Robocallers are unplugged, fire hoses of campaign cash closed off, post office boxes no longer groan under the weight of mailers.
One of my friends counted more than 100 pieces of election mail.
Our representative democracy is an imperfect reflection of an imperfect society but better than any other alternative yet devised.
While I was taking photographs on election night in San Luis Obispo, Mayor Jan Marx mentioned that she was the first woman to be elected mayor three times.
Never miss a local story.
Queenie Warden was almost elected mayor in 1917; a bridge over San Luis Creek in Mission Plaza bears her name. She would have been the first woman elected but lost by a handful of votes.
Marx said she was the third woman elected mayor after Melanie Billig and Peg Pinard.
She also said the first woman elected to the City Council was Margaret M. McNeil.
McNeil was elected to a one-year term in 1962 and has a story worth repeating.
McNeil died about eight months after this Telegram-Tribune story was published on Aug. 23, 1979, by Denise Caruso:
Auctioning the past A lifetime of living goes to bid
Even by liberated standards for women, Margaret M. McNeil was quite a gal.
Born and raised in Pozo, the 85-year-old go-getter took advantage of her gender and carved a permanent niche in San Luis Obispo history as the owner of one of the classiest dress shops in town and the first woman elected to the San Luis Obispo City Council.
Now she spends her hours in an Atascadero convalescent hospital. She recalls her childhood on the McNeil ranch in Pozo while her nephew prepares her lifetime acquisitions for public bid on Saturday.
McNeil’s estate will be the main attraction at an auction planned to begin at 6 p.m. Saturday, and from 10 a.m. to 5 p.m. Sunday, at Robert Pilcher’s “Trash to Treasures” antique store in Morro Bay.
Although 12 to 15 consigners will be represented at the weekend auction, Pilcher said the McNeil items are the auction’s most significant.
“McNeil is more important because there’s better and more important pieces in it,” he said, gesturing toward a 500-pound, turn-of-the-century mirror framed in gold, and adorned with cherubs and pillars. He said it once stood in her Higuera Street dress shop.
The mirror is only one of many obviously well-kept items that will be available at the auction. A Louis XV parlor set – two chairs and a love seat – upholstered in rich brocade and framed with the curved, gilt wood legs and back characteristic of the French king’s era, will also be open to bid.
Pilcher said the set would probably bring about $2,500 in a shop, but said auctions are interesting because it’s hard to predict how badly people will want some items. He receives 25 percent of all items sold.

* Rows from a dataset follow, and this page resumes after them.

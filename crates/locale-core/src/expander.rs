//! Expansion engine for deriving locale variant records from base records
//!
//! Expansion never removes a record and never overwrites an existing field.
//! Running it twice with the same variation table yields the same set.

use crate::record::{base_code, TranslationRecord, TranslationSet, LANGUAGE, LANGUAGE_NAME};
use crate::variations::VariationTable;
use serde_json::Value;
use std::collections::{HashMap, HashSet};

/// Switches for the expansion passes
#[derive(Debug, Clone, Copy, PartialEq, Eq)]
pub struct ExpandOptions {
    /// Copy fields missing on existing variants from their base record
    pub backfill: bool,
}

impl Default for ExpandOptions {
    fn default() -> Self {
        Self { backfill: true }
    }
}

/// Fields copied onto one existing variant record
#[derive(Debug, Clone, PartialEq, Eq)]
pub struct BackfilledRecord {
    pub language: String,
    pub fields: Vec<String>,
}

/// What an expansion changed
#[derive(Debug, Clone, Default, PartialEq, Eq)]
pub struct ExpandReport {
    /// Languages of newly generated records, in generation order
    pub added: Vec<String>,
    /// Existing variants that received missing fields
    pub backfilled: Vec<BackfilledRecord>,
    /// Variant codes from the table with no base record to derive from
    pub skipped_without_base: Vec<String>,
}

impl ExpandReport {
    /// True when the expanded set equals the input
    pub fn is_unchanged(&self) -> bool {
        self.added.is_empty() && self.backfilled.is_empty()
    }

    /// Total number of fields copied by the back-fill pass
    pub fn backfilled_field_count(&self) -> usize {
        self.backfilled.iter().map(|b| b.fields.len()).sum()
    }
}

/// Expands translation sets against a variation table
#[derive(Debug, Clone, Copy)]
pub struct Expander<'a> {
    table: &'a VariationTable,
    options: ExpandOptions,
}

impl<'a> Expander<'a> {
    pub fn new(table: &'a VariationTable) -> Self {
        Self {
            table,
            options: ExpandOptions::default(),
        }
    }

    pub fn with_options(mut self, options: ExpandOptions) -> Self {
        self.options = options;
        self
    }

    pub fn options(&self) -> ExpandOptions {
        self.options
    }

    /// Expand a set, discarding the report
    pub fn expand(&self, translations: &TranslationSet) -> TranslationSet {
        self.expand_with_report(translations).0
    }

    /// Expand a set and describe what was added or back-filled
    ///
    /// Output order is the input records in their original order, followed
    /// by generated variants in variation table order.
    pub fn expand_with_report(
        &self,
        translations: &TranslationSet,
    ) -> (TranslationSet, ExpandReport) {
        let bases = base_index(translations);
        let mut report = ExpandReport::default();
        let mut output = TranslationSet::new();
        let mut existing: HashSet<String> = HashSet::new();

        for record in translations {
            let mut record = record.clone();

            if self.options.backfill && !record.is_base() {
                if let Some(base) = bases.get(record.base_code()) {
                    let fields = backfill(&mut record, base);
                    if !fields.is_empty() {
                        report.backfilled.push(BackfilledRecord {
                            language: record.language().to_string(),
                            fields,
                        });
                    }
                }
            }

            existing.insert(record.language().to_string());
            output.push(record);
        }

        for code in self.table.variant_codes() {
            if existing.contains(code) {
                continue;
            }

            let Some(base) = bases.get(base_code(code)) else {
                report.skipped_without_base.push(code.to_string());
                continue;
            };

            output.push(derive_variant(base, code));
            existing.insert(code.to_string());
            report.added.push(code.to_string());
        }

        (output, report)
    }
}

/// Expand a translation set with default options
pub fn expand(translations: &TranslationSet, table: &VariationTable) -> TranslationSet {
    Expander::new(table).expand(translations)
}

/// Synthesize a variant record for `code` from a base record
pub fn derive_variant(base: &TranslationRecord, code: &str) -> TranslationRecord {
    let language_name = if code == base_code(code) {
        base.language_name().to_string()
    } else {
        format!("{} ({})", base.language_name(), code)
    };

    let mut variant = base.clone();
    variant.set(LANGUAGE, Value::String(code.to_string()));
    variant.set(LANGUAGE_NAME, Value::String(language_name));
    variant
}

/// Index records by base code; the first record seen for a code wins,
/// whether or not it is a bare base record
fn base_index(translations: &TranslationSet) -> HashMap<&str, &TranslationRecord> {
    let mut bases: HashMap<&str, &TranslationRecord> = HashMap::new();
    for record in translations {
        bases.entry(record.base_code()).or_insert(record);
    }
    bases
}

/// Copy fields present on `base` but absent on `variant`; returns their names
fn backfill(variant: &mut TranslationRecord, base: &TranslationRecord) -> Vec<String> {
    let missing: Vec<(String, Value)> = base
        .fields()
        .filter(|(name, _)| !variant.contains(name))
        .map(|(name, value)| (name.to_string(), value.clone()))
        .collect();

    let mut names = Vec::with_capacity(missing.len());
    for (name, value) in missing {
        names.push(name.clone());
        variant.set(name, value);
    }
    names
}

#[cfg(test)]
mod tests {
    use super::*;
    use serde_json::json;

    fn english_table() -> VariationTable {
        VariationTable::new().with_family("English", ["en", "en-US", "en-GB"])
    }

    fn set_of(records: Vec<TranslationRecord>) -> TranslationSet {
        records.into()
    }

    #[test]
    fn test_expand_generates_variants() {
        let input = set_of(vec![
            TranslationRecord::new("en", "English").with_field("title", "Hi"),
        ]);

        let output = expand(&input, &english_table());

        assert_eq!(output.languages(), vec!["en", "en-US", "en-GB"]);
        let us = output.find("en-US").unwrap();
        assert_eq!(us.language_name(), "English (en-US)");
        assert_eq!(us.get("title"), Some(&json!("Hi")));
        let gb = output.find("en-GB").unwrap();
        assert_eq!(gb.language_name(), "English (en-GB)");
        assert_eq!(gb.get("title"), Some(&json!("Hi")));
    }

    #[test]
    fn test_expand_is_idempotent() {
        let table = english_table()
            .with_family("Spanish", ["es", "es-ES", "es-MX"])
            .with_family("French", ["fr", "fr-CA"]);
        let input = set_of(vec![
            TranslationRecord::new("es", "Spanish").with_field("title", "Hola"),
            TranslationRecord::new("en", "English")
                .with_field("title", "Hi")
                .with_field("body", "Welcome"),
            TranslationRecord::new("en-US", "English (en-US)").with_field("title", "Howdy"),
        ]);

        let once = expand(&input, &table);
        let twice = expand(&once, &table);

        assert_eq!(once, twice);
        let (_, report) = Expander::new(&table).expand_with_report(&once);
        assert!(report.is_unchanged());
    }

    #[test]
    fn test_expand_never_duplicates_languages() {
        let table = VariationTable::new()
            .with_family("English", ["en-US", "en-GB"])
            .with_family("Also English", ["en-GB", "en-US", "en-AU"]);
        let input = set_of(vec![
            TranslationRecord::new("en", "English"),
            TranslationRecord::new("en-GB", "English (en-GB)"),
        ]);

        let output = expand(&input, &table);

        assert!(output.duplicate_languages().is_empty());
        assert_eq!(output.languages(), vec!["en", "en-GB", "en-US", "en-AU"]);
    }

    #[test]
    fn test_backfill_adds_missing_fields_only() {
        let input = set_of(vec![
            TranslationRecord::new("en", "English")
                .with_field("a", "base a")
                .with_field("b", "base b")
                .with_field("c", "base c"),
            TranslationRecord::new("en-US", "English (en-US)")
                .with_field("a", "us a")
                .with_field("b", "us b"),
        ]);

        let (output, report) = Expander::new(&VariationTable::new()).expand_with_report(&input);

        let us = output.find("en-US").unwrap();
        assert_eq!(us.get("a"), Some(&json!("us a")));
        assert_eq!(us.get("b"), Some(&json!("us b")));
        assert_eq!(us.get("c"), Some(&json!("base c")));
        assert_eq!(us.language_name(), "English (en-US)");
        assert_eq!(
            report.backfilled,
            vec![BackfilledRecord {
                language: "en-US".to_string(),
                fields: vec!["c".to_string()],
            }]
        );
        assert_eq!(report.backfilled_field_count(), 1);
    }

    #[test]
    fn test_backfill_can_be_disabled() {
        let input = set_of(vec![
            TranslationRecord::new("en", "English").with_field("c", "base c"),
            TranslationRecord::new("en-US", "English (en-US)"),
        ]);

        let table = english_table();
        let expander = Expander::new(&table).with_options(ExpandOptions { backfill: false });
        let (output, report) = expander.expand_with_report(&input);

        assert!(!output.find("en-US").unwrap().contains("c"));
        assert!(report.backfilled.is_empty());
        assert_eq!(output.find("en-GB").unwrap().get("c"), Some(&json!("base c")));
    }

    #[test]
    fn test_skip_without_base() {
        let table = english_table().with_family("German", ["de", "de-AT"]);
        let input = set_of(vec![TranslationRecord::new("en", "English")]);

        let (output, report) = Expander::new(&table).expand_with_report(&input);

        assert!(output.find("de-AT").is_none());
        assert!(output.find("de").is_none());
        assert_eq!(report.skipped_without_base, vec!["de", "de-AT"]);
        assert_eq!(report.added, vec!["en-US", "en-GB"]);
    }

    #[test]
    fn test_leading_variant_is_the_source() {
        let input = set_of(vec![
            TranslationRecord::new("en-US", "English (en-US)").with_field("title", "Howdy"),
        ]);

        let output = expand(&input, &english_table());

        assert_eq!(output.languages(), vec!["en-US", "en", "en-GB"]);
        let en = output.find("en").unwrap();
        assert_eq!(en.language_name(), "English (en-US)");
        assert_eq!(en.get("title"), Some(&json!("Howdy")));
        let gb = output.find("en-GB").unwrap();
        assert_eq!(gb.language_name(), "English (en-US) (en-GB)");

        assert_eq!(expand(&output, &english_table()), output);
    }

    #[test]
    fn test_first_record_wins() {
        let input = set_of(vec![
            TranslationRecord::new("pt-BR", "Portuguese (pt-BR)").with_field("title", "Oi"),
            TranslationRecord::new("pt", "Portuguese").with_field("title", "Olá"),
            TranslationRecord::new("pt", "Portuguese (duplicate)").with_field("title", "Ignored"),
        ]);
        let table = VariationTable::new().with_family("Portuguese", ["pt-PT"]);

        let output = expand(&input, &table);

        let pt = output.find("pt-PT").unwrap();
        assert_eq!(pt.language_name(), "Portuguese (pt-BR) (pt-PT)");
        assert_eq!(pt.get("title"), Some(&json!("Oi")));
    }

    #[test]
    fn test_output_order() {
        let table = VariationTable::new()
            .with_family("Spanish", ["es-MX", "es-ES"])
            .with_family("English", ["en-GB"]);
        let input = set_of(vec![
            TranslationRecord::new("en", "English"),
            TranslationRecord::new("fr", "French"),
            TranslationRecord::new("es", "Spanish"),
        ]);

        let output = expand(&input, &table);

        assert_eq!(
            output.languages(),
            vec!["en", "fr", "es", "es-MX", "es-ES", "en-GB"]
        );
    }

    #[test]
    fn test_derived_record_keeps_field_order() {
        let base = TranslationRecord::new("es", "Spanish")
            .with_field("header", "Hola")
            .with_field("footer", "Adiós");

        let variant = derive_variant(&base, "es-MX");

        assert_eq!(
            variant.field_names().collect::<Vec<_>>(),
            vec!["language", "language_name", "header", "footer"]
        );
        assert_eq!(variant.language_name(), "Spanish (es-MX)");
    }

    #[test]
    fn test_derive_variant_equal_to_base_code_keeps_name() {
        let base = TranslationRecord::new("es", "Spanish");
        let variant = derive_variant(&base, "es");
        assert_eq!(variant.language(), "es");
        assert_eq!(variant.language_name(), "Spanish");
    }

    #[test]
    fn test_malformed_language_is_taken_literally() {
        let input = set_of(vec![TranslationRecord::new("", "Nameless").with_field("x", "1")]);
        let table = VariationTable::new().with_family("Odd", ["-zz"]);

        let output = expand(&input, &table);

        let odd = output.find("-zz").unwrap();
        assert_eq!(odd.language_name(), "Nameless (-zz)");
        assert_eq!(odd.get("x"), Some(&json!("1")));
    }

    #[test]
    fn test_empty_inputs() {
        let output = expand(&TranslationSet::new(), &english_table());
        assert!(output.is_empty());

        let input = set_of(vec![TranslationRecord::new("en", "English")]);
        assert_eq!(expand(&input, &VariationTable::new()), input);
    }
}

Many of McNeil’s personal belongings, acquired over her travel-packed years, will also be available. Jewelry, hats, rugs, knick-knacks and lamps – all duly tagged – help prospective buyers realize the fascinating background of the woman who owned them.
McNeil’s nephew, Robert McNeil, still lives on the family’s ranch in Pozo. He remembers the closeness his aunt and his father, Frank J. McNeil, shared.
“She’s been almost a second mother to me,” said McNeil. And she’s had a marvelous life.” McNeil said he looked up some history about his aunt’s early days in Pozo and San Luis Obispo.
She was born in the Pozo farm country in 1894, and lived with her parents – Frank W. and Isabel – until the early 1920s, when they decided it was time for her to leave home.
Margaret moved into San Luis Obispo to live with her sister, and was trained for her first job as an alteration girl at Kipper’s Dress Shop.
From there she moved to Abbott’s, another dress shop on Higuera Street, where she was trained in sales.
She next worked for a shop called Christina’s, McNeil said, but was unhappy there because the quality of the clothes wasn’t up to her standards, according to her nephew.
A woman named Mamie Motz talked Margaret into working for her shop, simply called “Motz,” located at 856 Higuera. It was the start of a beautiful friendship.
Motz trained Margaret as a buyer in the big markets of Los Angeles and San Francisco, and finally willed the shop and all her belongings to Margaret when she died in the 1940s. The only change made was in the name: “Motz Style Shop: Margaret McNeil.”
Her nephew said she ran it for 30 years, during which time she became involved in city politics. She served a one-year term on the City Council in 1962, and worked with such charitable organizations as the Soroptimists and the Children’s Home Society. She was the city’s Chamber of Commerce Woman of the year in 1967.
She never married.
“It was really kind of remarkable,” he said. “To see the creepy old store building she started out in – from that background to this–” he gestured at the antique filled gallery with wonder on his face.
“What she gave up in marriage – if she gave up anything – she made up in accomplishments,” he said.
McNeil’s estate can be previewed at Pilcher’s shop, located at 1110 Quintana Road in Morro Bay, from 10 a.m. to 5 p.m. until the day of the sale.